▸ **Exercise aim**: Identify each line below that contains the word "TransactionTrait", and copy it out.

▸ **Dataset records**:
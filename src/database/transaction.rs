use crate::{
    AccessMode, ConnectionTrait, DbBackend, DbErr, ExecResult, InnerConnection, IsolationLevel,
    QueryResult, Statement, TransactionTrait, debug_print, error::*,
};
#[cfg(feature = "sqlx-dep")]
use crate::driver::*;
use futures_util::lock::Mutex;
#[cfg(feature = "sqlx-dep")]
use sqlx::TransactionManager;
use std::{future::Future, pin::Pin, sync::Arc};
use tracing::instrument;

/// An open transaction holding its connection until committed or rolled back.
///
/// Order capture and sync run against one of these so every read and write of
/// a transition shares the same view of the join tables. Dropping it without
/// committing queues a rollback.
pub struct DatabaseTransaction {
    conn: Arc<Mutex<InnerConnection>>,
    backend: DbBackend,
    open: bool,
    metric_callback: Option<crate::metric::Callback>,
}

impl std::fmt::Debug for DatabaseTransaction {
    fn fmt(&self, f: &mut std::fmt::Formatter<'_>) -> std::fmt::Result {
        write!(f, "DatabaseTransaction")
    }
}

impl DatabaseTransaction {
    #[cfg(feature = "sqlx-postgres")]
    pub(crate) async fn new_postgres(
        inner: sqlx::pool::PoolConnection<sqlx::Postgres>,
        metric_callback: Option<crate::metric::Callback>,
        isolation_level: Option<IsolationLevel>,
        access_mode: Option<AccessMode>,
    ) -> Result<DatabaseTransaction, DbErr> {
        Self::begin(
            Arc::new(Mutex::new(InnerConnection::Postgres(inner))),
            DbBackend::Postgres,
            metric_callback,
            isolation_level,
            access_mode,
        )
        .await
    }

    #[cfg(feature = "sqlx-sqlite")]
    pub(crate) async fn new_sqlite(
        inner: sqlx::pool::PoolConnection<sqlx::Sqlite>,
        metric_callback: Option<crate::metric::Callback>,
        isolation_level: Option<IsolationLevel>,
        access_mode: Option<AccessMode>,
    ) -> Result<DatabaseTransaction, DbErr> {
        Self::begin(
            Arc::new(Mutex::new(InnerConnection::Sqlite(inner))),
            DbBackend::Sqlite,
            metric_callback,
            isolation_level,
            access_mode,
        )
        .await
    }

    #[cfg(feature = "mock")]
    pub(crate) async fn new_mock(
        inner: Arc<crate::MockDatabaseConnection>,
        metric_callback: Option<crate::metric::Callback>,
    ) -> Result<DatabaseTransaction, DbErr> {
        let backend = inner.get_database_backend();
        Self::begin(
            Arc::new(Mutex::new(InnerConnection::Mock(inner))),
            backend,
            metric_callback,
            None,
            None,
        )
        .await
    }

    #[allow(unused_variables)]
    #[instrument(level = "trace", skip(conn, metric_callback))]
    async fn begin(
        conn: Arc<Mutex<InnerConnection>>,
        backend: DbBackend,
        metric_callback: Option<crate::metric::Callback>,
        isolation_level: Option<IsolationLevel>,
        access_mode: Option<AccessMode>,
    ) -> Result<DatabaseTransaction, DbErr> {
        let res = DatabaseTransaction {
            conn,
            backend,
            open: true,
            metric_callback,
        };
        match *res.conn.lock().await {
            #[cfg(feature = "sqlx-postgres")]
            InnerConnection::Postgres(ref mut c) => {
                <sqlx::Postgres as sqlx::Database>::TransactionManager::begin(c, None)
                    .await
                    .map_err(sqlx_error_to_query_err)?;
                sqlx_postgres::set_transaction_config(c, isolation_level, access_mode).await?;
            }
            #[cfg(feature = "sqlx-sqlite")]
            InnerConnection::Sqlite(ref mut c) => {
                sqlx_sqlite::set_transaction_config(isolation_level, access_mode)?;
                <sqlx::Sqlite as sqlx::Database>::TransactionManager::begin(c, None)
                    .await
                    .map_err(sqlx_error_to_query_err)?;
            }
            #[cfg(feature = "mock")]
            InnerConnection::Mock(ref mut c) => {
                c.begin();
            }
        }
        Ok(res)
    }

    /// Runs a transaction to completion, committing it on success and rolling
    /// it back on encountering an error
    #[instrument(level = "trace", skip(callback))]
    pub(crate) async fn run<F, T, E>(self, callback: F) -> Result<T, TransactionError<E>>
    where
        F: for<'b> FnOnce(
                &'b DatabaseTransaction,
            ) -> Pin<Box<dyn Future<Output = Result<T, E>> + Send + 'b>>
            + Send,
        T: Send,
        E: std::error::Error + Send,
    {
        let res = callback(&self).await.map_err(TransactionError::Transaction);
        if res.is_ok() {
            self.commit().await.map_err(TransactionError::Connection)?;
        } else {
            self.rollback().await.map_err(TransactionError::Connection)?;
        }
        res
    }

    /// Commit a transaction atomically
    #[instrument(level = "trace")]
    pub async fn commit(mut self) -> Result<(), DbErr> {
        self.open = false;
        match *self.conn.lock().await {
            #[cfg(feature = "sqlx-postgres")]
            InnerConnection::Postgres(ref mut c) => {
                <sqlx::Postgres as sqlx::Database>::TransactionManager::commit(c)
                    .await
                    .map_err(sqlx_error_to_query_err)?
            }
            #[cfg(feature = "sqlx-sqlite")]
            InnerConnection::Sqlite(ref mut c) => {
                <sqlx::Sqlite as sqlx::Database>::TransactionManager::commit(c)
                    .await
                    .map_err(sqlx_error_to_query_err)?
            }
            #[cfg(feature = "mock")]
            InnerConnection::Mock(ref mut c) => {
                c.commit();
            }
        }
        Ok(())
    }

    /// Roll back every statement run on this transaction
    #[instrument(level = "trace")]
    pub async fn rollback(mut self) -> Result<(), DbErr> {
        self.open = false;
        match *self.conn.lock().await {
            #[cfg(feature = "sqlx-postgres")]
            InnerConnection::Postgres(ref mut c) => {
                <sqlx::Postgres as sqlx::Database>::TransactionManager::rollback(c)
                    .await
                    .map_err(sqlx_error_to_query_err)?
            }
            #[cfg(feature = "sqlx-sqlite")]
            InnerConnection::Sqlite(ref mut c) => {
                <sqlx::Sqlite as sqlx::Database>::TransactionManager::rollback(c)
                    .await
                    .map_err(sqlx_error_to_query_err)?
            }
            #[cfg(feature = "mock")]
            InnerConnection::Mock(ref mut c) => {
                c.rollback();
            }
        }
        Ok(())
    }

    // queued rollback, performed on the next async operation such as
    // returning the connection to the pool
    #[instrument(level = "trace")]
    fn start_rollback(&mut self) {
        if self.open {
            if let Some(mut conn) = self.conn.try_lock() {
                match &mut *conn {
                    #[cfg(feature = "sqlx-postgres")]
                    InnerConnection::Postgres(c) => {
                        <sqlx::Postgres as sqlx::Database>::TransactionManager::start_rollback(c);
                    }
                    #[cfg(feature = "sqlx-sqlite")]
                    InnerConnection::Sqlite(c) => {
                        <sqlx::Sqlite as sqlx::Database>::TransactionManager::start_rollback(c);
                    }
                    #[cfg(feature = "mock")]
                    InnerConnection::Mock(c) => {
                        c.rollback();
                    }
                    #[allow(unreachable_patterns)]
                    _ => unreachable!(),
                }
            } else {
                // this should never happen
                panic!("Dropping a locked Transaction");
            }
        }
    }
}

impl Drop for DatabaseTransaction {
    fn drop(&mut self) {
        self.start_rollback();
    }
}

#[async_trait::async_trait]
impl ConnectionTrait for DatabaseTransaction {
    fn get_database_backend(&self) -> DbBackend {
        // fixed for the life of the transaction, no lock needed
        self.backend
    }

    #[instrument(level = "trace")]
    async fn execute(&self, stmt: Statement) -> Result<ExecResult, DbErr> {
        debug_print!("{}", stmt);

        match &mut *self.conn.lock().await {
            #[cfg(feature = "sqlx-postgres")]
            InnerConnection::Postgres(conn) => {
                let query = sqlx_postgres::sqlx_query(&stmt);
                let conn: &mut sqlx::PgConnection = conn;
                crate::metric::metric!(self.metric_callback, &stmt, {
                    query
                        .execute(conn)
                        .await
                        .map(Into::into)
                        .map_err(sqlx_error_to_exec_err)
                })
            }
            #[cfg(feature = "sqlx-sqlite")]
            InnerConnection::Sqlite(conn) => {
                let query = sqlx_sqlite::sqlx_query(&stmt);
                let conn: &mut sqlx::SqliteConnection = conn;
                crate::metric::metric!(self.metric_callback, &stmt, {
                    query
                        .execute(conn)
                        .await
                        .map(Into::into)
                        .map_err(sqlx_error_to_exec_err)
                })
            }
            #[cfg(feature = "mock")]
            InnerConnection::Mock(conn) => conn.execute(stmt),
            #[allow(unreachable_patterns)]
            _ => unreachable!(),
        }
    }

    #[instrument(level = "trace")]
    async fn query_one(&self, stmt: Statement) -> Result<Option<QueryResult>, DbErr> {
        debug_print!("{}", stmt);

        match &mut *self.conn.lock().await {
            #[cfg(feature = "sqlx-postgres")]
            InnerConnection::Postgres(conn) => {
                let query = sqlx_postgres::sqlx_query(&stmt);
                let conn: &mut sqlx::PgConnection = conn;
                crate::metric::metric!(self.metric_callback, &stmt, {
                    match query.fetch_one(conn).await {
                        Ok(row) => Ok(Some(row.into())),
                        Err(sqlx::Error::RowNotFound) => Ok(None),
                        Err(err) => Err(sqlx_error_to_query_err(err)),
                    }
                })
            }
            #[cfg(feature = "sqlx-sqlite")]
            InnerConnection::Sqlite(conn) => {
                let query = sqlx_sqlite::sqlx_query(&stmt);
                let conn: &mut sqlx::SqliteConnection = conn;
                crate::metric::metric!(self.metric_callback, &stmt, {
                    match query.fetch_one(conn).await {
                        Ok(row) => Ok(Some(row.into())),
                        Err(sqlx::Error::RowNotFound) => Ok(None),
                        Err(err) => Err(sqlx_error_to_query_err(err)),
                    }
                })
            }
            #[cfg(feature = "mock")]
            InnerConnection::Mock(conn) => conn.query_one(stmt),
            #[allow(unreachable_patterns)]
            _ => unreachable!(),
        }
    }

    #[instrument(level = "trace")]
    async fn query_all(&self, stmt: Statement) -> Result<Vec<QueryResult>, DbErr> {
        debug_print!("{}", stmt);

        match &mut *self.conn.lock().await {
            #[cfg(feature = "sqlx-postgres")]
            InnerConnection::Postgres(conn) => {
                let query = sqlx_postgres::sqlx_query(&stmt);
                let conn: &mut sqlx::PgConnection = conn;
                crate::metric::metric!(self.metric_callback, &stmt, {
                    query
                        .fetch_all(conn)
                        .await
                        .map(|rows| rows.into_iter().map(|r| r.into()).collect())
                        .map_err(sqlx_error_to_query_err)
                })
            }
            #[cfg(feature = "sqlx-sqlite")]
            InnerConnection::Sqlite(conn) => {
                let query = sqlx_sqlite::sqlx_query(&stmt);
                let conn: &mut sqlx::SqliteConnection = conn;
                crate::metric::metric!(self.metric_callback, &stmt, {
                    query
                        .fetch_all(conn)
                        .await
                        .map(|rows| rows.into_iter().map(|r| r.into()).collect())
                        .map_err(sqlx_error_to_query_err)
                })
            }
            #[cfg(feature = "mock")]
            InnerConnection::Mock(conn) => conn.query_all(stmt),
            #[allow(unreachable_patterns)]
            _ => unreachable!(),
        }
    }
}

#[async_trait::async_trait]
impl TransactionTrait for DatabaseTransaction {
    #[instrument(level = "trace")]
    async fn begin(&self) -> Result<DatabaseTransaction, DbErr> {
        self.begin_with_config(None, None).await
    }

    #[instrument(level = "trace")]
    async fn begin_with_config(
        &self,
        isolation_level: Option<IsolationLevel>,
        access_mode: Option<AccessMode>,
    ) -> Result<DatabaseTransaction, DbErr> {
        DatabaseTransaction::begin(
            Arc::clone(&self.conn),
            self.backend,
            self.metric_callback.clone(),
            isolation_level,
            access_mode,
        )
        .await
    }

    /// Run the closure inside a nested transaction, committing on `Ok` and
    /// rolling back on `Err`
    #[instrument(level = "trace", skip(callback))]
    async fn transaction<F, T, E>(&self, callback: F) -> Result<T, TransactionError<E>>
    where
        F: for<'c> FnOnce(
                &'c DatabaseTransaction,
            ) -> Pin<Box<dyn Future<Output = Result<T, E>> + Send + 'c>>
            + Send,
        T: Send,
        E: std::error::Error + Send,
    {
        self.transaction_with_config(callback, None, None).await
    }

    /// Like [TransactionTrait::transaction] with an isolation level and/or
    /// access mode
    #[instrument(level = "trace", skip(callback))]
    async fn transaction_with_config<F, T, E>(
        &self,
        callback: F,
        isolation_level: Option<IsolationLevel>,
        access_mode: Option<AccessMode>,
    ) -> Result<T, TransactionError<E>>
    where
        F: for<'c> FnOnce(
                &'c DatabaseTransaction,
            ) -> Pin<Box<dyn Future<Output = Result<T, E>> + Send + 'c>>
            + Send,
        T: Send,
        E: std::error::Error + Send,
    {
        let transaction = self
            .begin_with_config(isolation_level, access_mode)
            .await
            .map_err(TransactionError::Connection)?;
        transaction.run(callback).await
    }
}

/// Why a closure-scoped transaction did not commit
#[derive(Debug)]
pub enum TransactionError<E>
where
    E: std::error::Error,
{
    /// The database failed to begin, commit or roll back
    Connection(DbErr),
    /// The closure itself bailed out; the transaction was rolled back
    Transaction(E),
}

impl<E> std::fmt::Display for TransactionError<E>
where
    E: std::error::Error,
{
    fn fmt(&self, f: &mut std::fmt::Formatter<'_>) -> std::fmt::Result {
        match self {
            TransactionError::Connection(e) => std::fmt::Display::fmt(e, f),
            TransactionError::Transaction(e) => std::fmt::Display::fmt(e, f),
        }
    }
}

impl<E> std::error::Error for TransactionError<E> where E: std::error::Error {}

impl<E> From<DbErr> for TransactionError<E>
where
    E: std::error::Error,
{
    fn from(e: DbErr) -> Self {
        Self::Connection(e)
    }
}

▸ **Task result**:
    QueryResult, Statement, TransactionTrait, debug_print, error::*,
impl TransactionTrait for DatabaseTransaction {
    /// Like [TransactionTrait::transaction] with an isolation level and/or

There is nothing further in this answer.